# MATERIAL FOR THIS TASK

use sea_orm::entity::prelude::*;
use serde::{Deserialize, Serialize};
use time::OffsetDateTime;

/// Song difficulty selected by a member when creating or joining a room.
/// Stored as its numeric wire code.
#[derive(Debug, Clone, Copy, PartialEq, Eq, EnumIter, DeriveActiveEnum, Serialize, Deserialize)]
#[sea_orm(rs_type = "i32", db_type = "Integer")]
pub enum LiveDifficulty {
    #[sea_orm(num_value = 1)]
    Normal,
    #[sea_orm(num_value = 2)]
    Hard,
}

impl LiveDifficulty {
    pub fn code(self) -> i32 {
        match self {
            LiveDifficulty::Normal => 1,
            LiveDifficulty::Hard => 2,
        }
    }

    pub fn from_code(code: i32) -> Option<Self> {
        match code {
            1 => Some(LiveDifficulty::Normal),
            2 => Some(LiveDifficulty::Hard),
            _ => None,
        }
    }
}

#[derive(Clone, Debug, PartialEq, DeriveEntityModel, Serialize, Deserialize)]
#[sea_orm(table_name = "room_members")]
pub struct Model {
    #[sea_orm(primary_key)]
    pub id: i64,
    #[sea_orm(column_name = "room_id")]
    pub room_id: i64,
    #[sea_orm(column_name = "user_id")]
    pub user_id: i64,
    pub difficulty: LiveDifficulty,
    #[sea_orm(column_name = "is_host")]
    pub is_host: bool,
    /// NULL until the member submits end-of-play results.
    pub score: Option<i32>,
    #[sea_orm(column_name = "judge_perfect")]
    pub judge_perfect: Option<i32>,
    #[sea_orm(column_name = "judge_great")]
    pub judge_great: Option<i32>,
    #[sea_orm(column_name = "judge_good")]
    pub judge_good: Option<i32>,
    #[sea_orm(column_name = "judge_bad")]
    pub judge_bad: Option<i32>,
    #[sea_orm(column_name = "judge_miss")]
    pub judge_miss: Option<i32>,
    #[sea_orm(column_name = "created_at")]
    pub created_at: OffsetDateTime,
    #[sea_orm(column_name = "updated_at")]
    pub updated_at: OffsetDateTime,
}

#[derive(Copy, Clone, Debug, EnumIter, DeriveRelation)]
pub enum Relation {
    #[sea_orm(
        belongs_to = "super::users::Entity",
        from = "Column::UserId",
        to = "super::users::Column::Id"
    )]
    User,
    #[sea_orm(
        belongs_to = "super::rooms::Entity",
        from = "Column::RoomId",
        to = "super::rooms::Column::Id"
    )]
    Room,
}

impl Related<super::users::Entity> for Entity {
    fn to() -> RelationDef {
        Relation::User.def()
    }
}

impl Related<super::rooms::Entity> for Entity {
    fn to() -> RelationDef {
        Relation::Room.def()
    }
}

impl ActiveModelBehavior for ActiveModel {}

#[cfg(test)]
mod tests {
    use super::LiveDifficulty;

    #[test]
    fn difficulty_round_trips_through_wire_codes() {
        assert_eq!(LiveDifficulty::from_code(1), Some(LiveDifficulty::Normal));
        assert_eq!(LiveDifficulty::from_code(2), Some(LiveDifficulty::Hard));
        assert_eq!(LiveDifficulty::from_code(0), None);
        assert_eq!(LiveDifficulty::from_code(3), None);
        assert_eq!(LiveDifficulty::Normal.code(), 1);
        assert_eq!(LiveDifficulty::Hard.code(), 2);
    }
}
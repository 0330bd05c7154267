//! Result aggregator: per-member score recording and the all-reported gate
//! that releases the final list.

use sea_orm::DatabaseTransaction;
use tracing::info;

use crate::db::retry::run_serialized;
use crate::db::txn::with_txn;
use crate::error::AppError;
use crate::errors::domain::{DomainError, NotFoundKind};
use crate::repos::room_members;
use crate::services::rooms::leave_room_txn;
use crate::services::users::require_user;
use crate::state::app_state::AppState;

/// One member's released result.
#[derive(Debug, Clone, PartialEq, Eq)]
pub struct ResultUser {
    pub user_id: i64,
    pub judge_count_list: [i32; 5],
    pub score: i32,
}

pub struct ResultService;

impl ResultService {
    pub fn new() -> Self {
        Self
    }

    /// Record the caller's score and judge counts. A second submission
    /// silently overwrites the first; the write is a plain idempotent
    /// update.
    pub async fn submit_result(
        &self,
        state: &AppState,
        token: &str,
        room_id: i64,
        judge_count_list: [i32; 5],
        score: i32,
    ) -> Result<(), AppError> {
        if judge_count_list.iter().any(|&c| c < 0) {
            return Err(AppError::invalid(
                "INVALID_JUDGE_COUNTS",
                "judge counts must be non-negative".to_string(),
            ));
        }

        let token = token.to_owned();
        with_txn(state, move |txn| {
            Box::pin(async move {
                let user = require_user(txn, &token).await?;
                let membership = room_members::find_membership(txn, room_id, user.id)
                    .await?
                    .ok_or_else(|| {
                        AppError::from(DomainError::not_found(
                            NotFoundKind::Membership,
                            format!("user {} is not a member of room {room_id}", user.id),
                        ))
                    })?;

                room_members::set_result(txn, membership.id, score, judge_count_list).await?;
                info!(room_id, user_id = user.id, score, "result submitted");
                Ok(())
            })
        })
        .await
    }

    /// Fetch the final results for the room. All-or-nothing: while any
    /// member has not reported, the list is empty. Once the full list is
    /// released to the caller, their participation ends and they leave the
    /// room in the same transaction (possibly transferring host or
    /// disbanding the room).
    pub async fn collect_results(
        &self,
        state: &AppState,
        token: &str,
        room_id: i64,
    ) -> Result<Vec<ResultUser>, AppError> {
        let token = token.to_owned();
        run_serialized(|| {
            let token = token.clone();
            with_txn(state, move |txn| {
                Box::pin(async move {
                    let user = require_user(txn, &token).await?;

                    match fetch_results_txn(txn, room_id).await? {
                        Some(result_user_list) => {
                            // Receiving the final list is the completion
                            // event; the coordinator turns it into a leave.
                            leave_room_txn(txn, room_id, user.id).await?;
                            info!(
                                room_id,
                                user_id = user.id,
                                members = result_user_list.len(),
                                "results released"
                            );
                            Ok(result_user_list)
                        }
                        None => Ok(Vec::new()),
                    }
                })
            })
        })
        .await
    }
}

impl Default for ResultService {
    fn default() -> Self {
        Self::new()
    }
}

/// Pure gating read: `Some(results)` once every member has reported,
/// `None` while the gate is closed (or the room no longer exists).
async fn fetch_results_txn(
    txn: &DatabaseTransaction,
    room_id: i64,
) -> Result<Option<Vec<ResultUser>>, AppError> {
    let members = room_members::find_all_by_room(txn, room_id).await?;
    if members.is_empty() {
        return Ok(None);
    }

    let mut result_user_list = Vec::with_capacity(members.len());
    for member in &members {
        match (member.score, member.judges) {
            (Some(score), Some(judge_count_list)) => result_user_list.push(ResultUser {
                user_id: member.user_id,
                judge_count_list,
                score,
            }),
            _ => return Ok(None),
        }
    }
    Ok(Some(result_user_list))
}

# TASK GOAL
Your answer must consist of every line above, transcribed verbatim.

# WRITTEN ANSWER
use sea_orm::entity::prelude::*;
use serde::{Deserialize, Serialize};
use time::OffsetDateTime;

/// Song difficulty selected by a member when creating or joining a room.
/// Stored as its numeric wire code.
#[derive(Debug, Clone, Copy, PartialEq, Eq, EnumIter, DeriveActiveEnum, Serialize, Deserialize)]
#[sea_orm(rs_type = "i32", db_type = "Integer")]
pub enum LiveDifficulty {
    #[sea_orm(num_value = 1)]
    Normal,
    #[sea_orm(num_value = 2)]
    Hard,
}

impl LiveDifficulty {
    pub fn code(self) -> i32 {
        match self {
            LiveDifficulty::Normal => 1,
            LiveDifficulty::Hard => 2,
        }
    }

    pub fn from_code(code: i32) -> Option<Self> {
        match code {
            1 => Some(LiveDifficulty::Normal),
            2 => Some(LiveDifficulty::Hard),
            _ => None,
        }
    }
}

#[derive(Clone, Debug, PartialEq, DeriveEntityModel, Serialize, Deserialize)]
#[sea_orm(table_name = "room_members")]
pub struct Model {
    #[sea_orm(primary_key)]
    pub id: i64,
    #[sea_orm(column_name = "room_id")]
    pub room_id: i64,
    #[sea_orm(column_name = "user_id")]
    pub user_id: i64,
    pub difficulty: LiveDifficulty,
    #[sea_orm(column_name = "is_host")]
    pub is_host: bool,
    /// NULL until the member submits end-of-play results.
    pub score: Option<i32>,
    #[sea_orm(column_name = "judge_perfect")]
    pub judge_perfect: Option<i32>,
    #[sea_orm(column_name = "judge_great")]
    pub judge_great: Option<i32>,
    #[sea_orm(column_name = "judge_good")]
    pub judge_good: Option<i32>,
    #[sea_orm(column_name = "judge_bad")]
    pub judge_bad: Option<i32>,
    #[sea_orm(column_name = "judge_miss")]
    pub judge_miss: Option<i32>,
    #[sea_orm(column_name = "created_at")]
    pub created_at: OffsetDateTime,
    #[sea_orm(column_name = "updated_at")]
    pub updated_at: OffsetDateTime,
}

#[derive(Copy, Clone, Debug, EnumIter, DeriveRelation)]
pub enum Relation {
    #[sea_orm(
        belongs_to = "super::users::Entity",
        from = "Column::UserId",
        to = "super::users::Column::Id"
    )]
    User,
    #[sea_orm(
        belongs_to = "super::rooms::Entity",
        from = "Column::RoomId",
        to = "super::rooms::Column::Id"
    )]
    Room,
}

impl Related<super::users::Entity> for Entity {
    fn to() -> RelationDef {
        Relation::User.def()
    }
}

impl Related<super::rooms::Entity> for Entity {
    fn to() -> RelationDef {
        Relation::Room.def()
    }
}

impl ActiveModelBehavior for ActiveModel {}

#[cfg(test)]
mod tests {
    use super::LiveDifficulty;

    #[test]
    fn difficulty_round_trips_through_wire_codes() {
        assert_eq!(LiveDifficulty::from_code(1), Some(LiveDifficulty::Normal));
        assert_eq!(LiveDifficulty::from_code(2), Some(LiveDifficulty::Hard));
        assert_eq!(LiveDifficulty::from_code(0), None);
        assert_eq!(LiveDifficulty::from_code(3), None);
        assert_eq!(LiveDifficulty::Normal.code(), 1);
        assert_eq!(LiveDifficulty::Hard.code(), 2);
    }
}
repository 0330bd05c7154267
//! Result aggregator: per-member score recording and the all-reported gate
//! that releases the final list.

use sea_orm::DatabaseTransaction;
use tracing::info;

use crate::db::retry::run_serialized;
use crate::db::txn::with_txn;
use crate::error::AppError;
use crate::errors::domain::{DomainError, NotFoundKind};
use crate::repos::room_members;
use crate::services::rooms::leave_room_txn;
use crate::services::users::require_user;
use crate::state::app_state::AppState;

/// One member's released result.
#[derive(Debug, Clone, PartialEq, Eq)]
pub struct ResultUser {
    pub user_id: i64,
    pub judge_count_list: [i32; 5],
    pub score: i32,
}

pub struct ResultService;

impl ResultService {
    pub fn new() -> Self {
        Self
    }

    /// Record the caller's score and judge counts. A second submission
    /// silently overwrites the first; the write is a plain idempotent
    /// update.
    pub async fn submit_result(
        &self,
        state: &AppState,
        token: &str,
        room_id: i64,
        judge_count_list: [i32; 5],
        score: i32,
    ) -> Result<(), AppError> {
        if judge_count_list.iter().any(|&c| c < 0) {
            return Err(AppError::invalid(
                "INVALID_JUDGE_COUNTS",
                "judge counts must be non-negative".to_string(),
            ));
        }

        let token = token.to_owned();
        with_txn(state, move |txn| {
            Box::pin(async move {
                let user = require_user(txn, &token).await?;
                let membership = room_members::find_membership(txn, room_id, user.id)
                    .await?
                    .ok_or_else(|| {
                        AppError::from(DomainError::not_found(
                            NotFoundKind::Membership,
                            format!("user {} is not a member of room {room_id}", user.id),
                        ))
                    })?;

                room_members::set_result(txn, membership.id, score, judge_count_list).await?;
                info!(room_id, user_id = user.id, score, "result submitted");
                Ok(())
            })
        })
        .await
    }

    /// Fetch the final results for the room. All-or-nothing: while any
    /// member has not reported, the list is empty. Once the full list is
    /// released to the caller, their participation ends and they leave the
    /// room in the same transaction (possibly transferring host or
    /// disbanding the room).
    pub async fn collect_results(
        &self,
        state: &AppState,
        token: &str,
        room_id: i64,
    ) -> Result<Vec<ResultUser>, AppError> {
        let token = token.to_owned();
        run_serialized(|| {
            let token = token.clone();
            with_txn(state, move |txn| {
                Box::pin(async move {
                    let user = require_user(txn, &token).await?;

                    match fetch_results_txn(txn, room_id).await? {
                        Some(result_user_list) => {
                            // Receiving the final list is the completion
                            // event; the coordinator turns it into a leave.
                            leave_room_txn(txn, room_id, user.id).await?;
                            info!(
                                room_id,
                                user_id = user.id,
                                members = result_user_list.len(),
                                "results released"
                            );
                            Ok(result_user_list)
                        }
                        None => Ok(Vec::new()),
                    }
                })
            })
        })
        .await
    }
}

impl Default for ResultService {
    fn default() -> Self {
        Self::new()
    }
}

/// Pure gating read: `Some(results)` once every member has reported,
/// `None` while the gate is closed (or the room no longer exists).
async fn fetch_results_txn(
    txn: &DatabaseTransaction,
    room_id: i64,
) -> Result<Option<Vec<ResultUser>>, AppError> {
    let members = room_members::find_all_by_room(txn, room_id).await?;
    if members.is_empty() {
        return Ok(None);
    }

    let mut result_user_list = Vec::with_capacity(members.len());
    for member in &members {
        match (member.score, member.judges) {
            (Some(score), Some(judge_count_list)) => result_user_list.push(ResultUser {
                user_id: member.user_id,
                judge_count_list,
                score,
            }),
            _ => return Ok(None),
        }
    }
    Ok(Some(result_user_list))
}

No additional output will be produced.